Two popular mnemonics were often used to remember the major causes of the high-gap metabolic acidoses. The first is KUSMALE which represents Ketoacidosis, Uremia, Salicylate poisoning, Methanol, Aldehyde (paraldehyde), Lactate, and Ethylene glycol. 
The second is MUD PILES( most popular), spells out Methanol, Uremia, Diabetic ketoacidosis, Paraldehyde, Iron (and Isoniazid), Lactate, Ethylene glycol, and Salicylate.

Why GOLDMARK then? The causes have changed in the 21st century. We barely see any more paraldehyde any more, neither we see that much Iron and INH related causes.
Newer causes: D-lactate: seen with short gut syndrome( especially after sugary drinks), diabetes can lead to d-lactate as well. Other new causes is pyroglutamic acid ( oxoproline) seen with chronic Tylenol use. Finally, propylene glycol infusion that is usually found in lorazepam, phenobarb and banana bags.


Tuesday, November 12, 2013

Is BK Virus oncogenic?

EBV virus has been associated with PTLD and many other viruses have oncogenic potential. Does a common urological virus such as BK have oncogenic potential in our transplant patients?    
Given its predilection to lower GU tract, cancers of bladder have been reported with BK( just case reports). In the tumor cells, it is possible to detect fragments of the viral genome that could alter the control mechanisms of the cell cycle and DNA repair.

Besides the correlation between BKVN and graft failure, a small number of case reports suggest an association between BKV infection and the development of renal and bladder cancers in renal transplant recipients. Indeed, for more than 30 years, an oncogenic potential of BKV has been observed in vitro and in animal models. In humans, however, the implication of BKV in tumor development is still unclear.

A table in a recent publication summarizes some of the cases.
http://www.ncbi.nlm.nih.gov/pmc/articles/PMC3482068/table/T1/


Interestingly, Lithium has been associated with collecting duct carcinomas due to the mode of it’s action. At ASN this year, the pathologist presented a case of collecting duct cancer in a transplanted kidney in  a patient who was on Lithium and had persistent BK nephropathy. The biopsy showed a tumor burden as well significant BK virus staining.
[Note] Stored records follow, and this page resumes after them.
//! Operator-precedence parser for expression text.
//!
//! Two stacks are kept: operands (where `None` stands for the missing left
//! operand of a prefix operator) and operators, seeded with a level-0
//! sentinel so the stack is never empty while parsing.

use super::func::Func;
use super::Node;
use crate::value::Value;

#[derive(Debug, Clone, Copy)]
struct Op {
    symbol: &'static str,
    level: u8,
    func: Option<Func>,
}

const SENTINEL: Op = Op {
    symbol: "",
    level: 0,
    func: None,
};

// Longer symbols first so `>=` wins over `>`.
const OPERATORS: [Op; 17] = [
    op("||", 2, Some(Func::Or)),
    op("&&", 3, Some(Func::And)),
    op(">=", 4, Some(Func::Ge)),
    op("<=", 4, Some(Func::Le)),
    op("==", 4, Some(Func::Eq)),
    op("!=", 4, Some(Func::Ne)),
    op("~~", 4, Some(Func::Match)),
    op("(", 1, None),
    op(")", 1, None),
    op(">", 4, Some(Func::Gt)),
    op("<", 4, Some(Func::Lt)),
    op("+", 5, Some(Func::Add)),
    op("-", 5, Some(Func::Sub)),
    op("*", 6, Some(Func::Mul)),
    op("/", 6, Some(Func::Div)),
    op("%", 7, Some(Func::Mod)),
    op("!", 7, Some(Func::Not)),
];

const fn op(symbol: &'static str, level: u8, func: Option<Func>) -> Op {
    Op { symbol, level, func }
}

fn operator_at(chars: &[char], pos: usize) -> Option<Op> {
    OPERATORS.into_iter().find(|o| {
        o.symbol
            .chars()
            .enumerate()
            .all(|(i, c)| chars.get(pos + i) == Some(&c))
    })
}

/// Parses expression text into a node tree.
pub(super) fn parse(text: &str) -> Result<Node, String> {
    let chars: Vec<char> = text.chars().collect();
    Parser { chars, pos: 0 }.run()
}

struct Parser {
    chars: Vec<char>,
    pos: usize,
}

impl Parser {
    fn run(mut self) -> Result<Node, String> {
        let mut tokens: Vec<Option<Node>> = Vec::new();
        let mut ops: Vec<Op> = vec![SENTINEL];
        let mut expect_token = true;

        while expect_token || self.pos < self.chars.len() {
            if expect_token {
                let token = self.read_token()?;
                tokens.push(token);
            } else {
                self.skip_ws();
                if self.pos >= self.chars.len() {
                    break;
                }
                let Some(op) = operator_at(&self.chars, self.pos) else {
                    return Err(format!("unexpected '{}'", self.chars[self.pos]));
                };
                self.pos += op.symbol.len();
                match op.symbol {
                    "(" => {
                        if tokens.pop().flatten().is_some() {
                            return Err("unexpected '('".to_string());
                        }
                        ops.push(op);
                    }
                    ")" => {
                        loop {
                            match ops.last() {
                                Some(top) if top.symbol == "(" => break,
                                Some(top) if top.level == 0 => {
                                    return Err("unbalanced ')'".to_string())
                                }
                                _ => process(&mut tokens, &mut ops)?,
                            }
                        }
                        ops.pop();
                        expect_token = true;
                    }
                    _ => {
                        // `-` and `!` with no left operand bind to what follows.
                        let prefix = matches!(op.func, Some(Func::Sub | Func::Not))
                            && tokens.last().is_some_and(Option::is_none);
                        if !prefix {
                            while ops.last().is_some_and(|top| top.level >= op.level) {
                                process(&mut tokens, &mut ops)?;
                            }
                        }
                        ops.push(op);
                    }
                }
            }
            expect_token = !expect_token;
        }

        while ops.len() > 1 {
            if ops.last().is_some_and(|top| top.symbol == "(") {
                return Err("unbalanced '('".to_string());
            }
            process(&mut tokens, &mut ops)?;
        }

        match (tokens.pop(), tokens.is_empty()) {
            (Some(Some(node)), true) => Ok(node),
            (Some(None) | None, _) => Err("empty expression".to_string()),
            (Some(Some(_)), false) => Err("missing operator".to_string()),
        }
    }

    /// Reads an operand: a literal, a variable or a function call.
    fn read_token(&mut self) -> Result<Option<Node>, String> {
        let start = self.pos;
        let mut quote: Option<char> = None;
        let mut escaped = false;
        while self.pos < self.chars.len() {
            let c = self.chars[self.pos];
            if let Some(q) = quote {
                if escaped {
                    escaped = false;
                } else if c == '\\' {
                    escaped = true;
                } else if c == q {
                    quote = None;
                }
                self.pos += 1;
                continue;
            }
            if c == '"' || c == '\'' {
                quote = Some(c);
                self.pos += 1;
                continue;
            }
            let so_far: String = self.chars[start..self.pos].iter().collect();
            let so_far = so_far.trim();
            if c == '(' && !so_far.is_empty() {
                let name = so_far.to_string();
                self.pos += 1;
                return self.read_call(&name).map(Some);
            }
            let negative_number = c == '-'
                && so_far.is_empty()
                && self.chars.get(self.pos + 1).is_some_and(char::is_ascii_digit);
            if !negative_number && operator_at(&self.chars, self.pos).is_some() {
                break;
            }
            self.pos += 1;
        }
        if quote.is_some() {
            return Err("unterminated string".to_string());
        }
        let token: String = self.chars[start..self.pos].iter().collect();
        let token = token.trim();
        if token.is_empty() {
            return Ok(None);
        }
        literal(token).map(Some)
    }

    /// Reads call arguments after `name(` up to the matching `)`.
    fn read_call(&mut self, name: &str) -> Result<Node, String> {
        let func = Func::from_name(name).ok_or_else(|| format!("unknown function '{name}'"))?;
        let mut args = Vec::new();
        let mut depth = 0usize;
        let mut quote: Option<char> = None;
        let mut escaped = false;
        let mut arg_start = self.pos;
        loop {
            let Some(&c) = self.chars.get(self.pos) else {
                return Err(format!("missing ')' for '{name}'"));
            };
            self.pos += 1;
            if let Some(q) = quote {
                if escaped {
                    escaped = false;
                } else if c == '\\' {
                    escaped = true;
                } else if c == q {
                    quote = None;
                }
                continue;
            }
            match c {
                '"' | '\'' => quote = Some(c),
                '(' => depth += 1,
                ')' if depth > 0 => depth -= 1,
                ',' | ')' if depth == 0 => {
                    let text: String = self.chars[arg_start..self.pos - 1].iter().collect();
                    let text = text.trim();
                    let closing = c == ')';
                    if !(closing && args.is_empty() && text.is_empty()) {
                        args.push(if text.is_empty() {
                            Node::Literal(Value::Null)
                        } else {
                            parse(text)?
                        });
                    }
                    if closing {
                        break;
                    }
                    arg_start = self.pos;
                }
                _ => {}
            }
        }

        let (min, max) = func.arity();
        if args.len() < min || max.is_some_and(|m| args.len() > m) {
            return Err(format!(
                "'{}' called with {} argument(s)",
                func.name(),
                args.len()
            ));
        }
        Ok(Node::Call { func, args })
    }

    fn skip_ws(&mut self) {
        while self.chars.get(self.pos).is_some_and(|c| c.is_whitespace()) {
            self.pos += 1;
        }
    }
}

fn process(tokens: &mut Vec<Option<Node>>, ops: &mut Vec<Op>) -> Result<(), String> {
    let op = ops.pop().ok_or("operator stack underflow")?;
    let func = op.func.ok_or("unbalanced parentheses")?;
    let right = tokens.pop().ok_or("missing operand")?;
    let left = tokens.pop().ok_or("missing operand")?;
    let node = match (left, right) {
        (_, None) => return Err(format!("missing operand after '{}'", op.symbol)),
        (None, Some(r)) if matches!(func, Func::Not | Func::Sub) => Node::Call {
            func,
            args: vec![r],
        },
        (None, Some(_)) => return Err(format!("missing operand before '{}'", op.symbol)),
        (Some(_), Some(_)) if func == Func::Not => {
            return Err("'!' takes a single operand".to_string())
        }
        (Some(l), Some(r)) => Node::Call {
            func,
            args: vec![l, r],
        },
    };
    tokens.push(Some(node));
    Ok(())
}

fn literal(token: &str) -> Result<Node, String> {
    let first = token.chars().next().unwrap_or_default();
    if first == '"' || first == '\'' {
        if token.len() < 2 || !token.ends_with(first) {
            return Err(format!("invalid literal {token}"));
        }
        return Ok(Node::Literal(Value::String(unescape(&token[1..token.len() - 1]))));
    }
    if let Some(name) = token.strip_prefix('?') {
        if name.is_empty() || !name.chars().all(|c| c.is_alphanumeric() || c == '_') {
            return Err(format!("invalid variable {token}"));
        }
        return Ok(Node::Variable(name.to_string()));
    }
    Ok(Node::Literal(Value::parse_literal(token)))
}

fn unescape(text: &str) -> String {
    let mut out = String::with_capacity(text.len());
    let mut chars = text.chars();
    while let Some(c) = chars.next() {
        if c == '\\' {
            match chars.next() {
                Some('n') => out.push('\n'),
                Some('t') => out.push('\t'),
                Some(other) => out.push(other),
                None => {}
            }
        } else {
            out.push(c);
        }
    }
    out
}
Talk about second hits!

Monday, November 11, 2013

eAJKD and NOD ASN 2013 coverage

Check out some excellent ASN 2013 coverages of top news and abstracts from ASN 2013 Kidney week'

eAJKD blog :http://ajkdblog.org/tag/kidney-week-2013/
Nephrology on Demand coverage: http://blog.ecu.edu/sites/nephrologyondemand/?p=9224

Monday, November 4, 2013

Clinical Case 76: Answer and Summary

A 35 y old male with BMI of 38 has microalbuminuria. He has hyperlipidemia and no history of DM or HTN. What do you do next?

Start ACEI/ARB
  8 (10%)
 
Weight loss and observe microalbuminuria
  63 (79%)
 
Observer microalbuminuria
  6 (7%)
 
Kidney biopsy
  2 (2%)
 


With 79 responses, most of you would just recommend weight loss( given BMI) and observe the microalbuminuria. Close second was starting ACEI/ARB.  Given no DMII or HTN, many thinkers in nephrology on "microalbuminuria" say that observing might be a better option. Chronic illnesses such as obesity, hyperlipidemia, rheumactic illnesses, etc. all can lead to microalbuminuria. In other words, it can thought of as "ESR" test rather than real renal disease. Observing is important as if rises to significant proteinuria, then certain action might be needed ( as new disease might have developed or meds might be indicated). Data on this is still skim and perhaps we shall hear about this soon in the literature.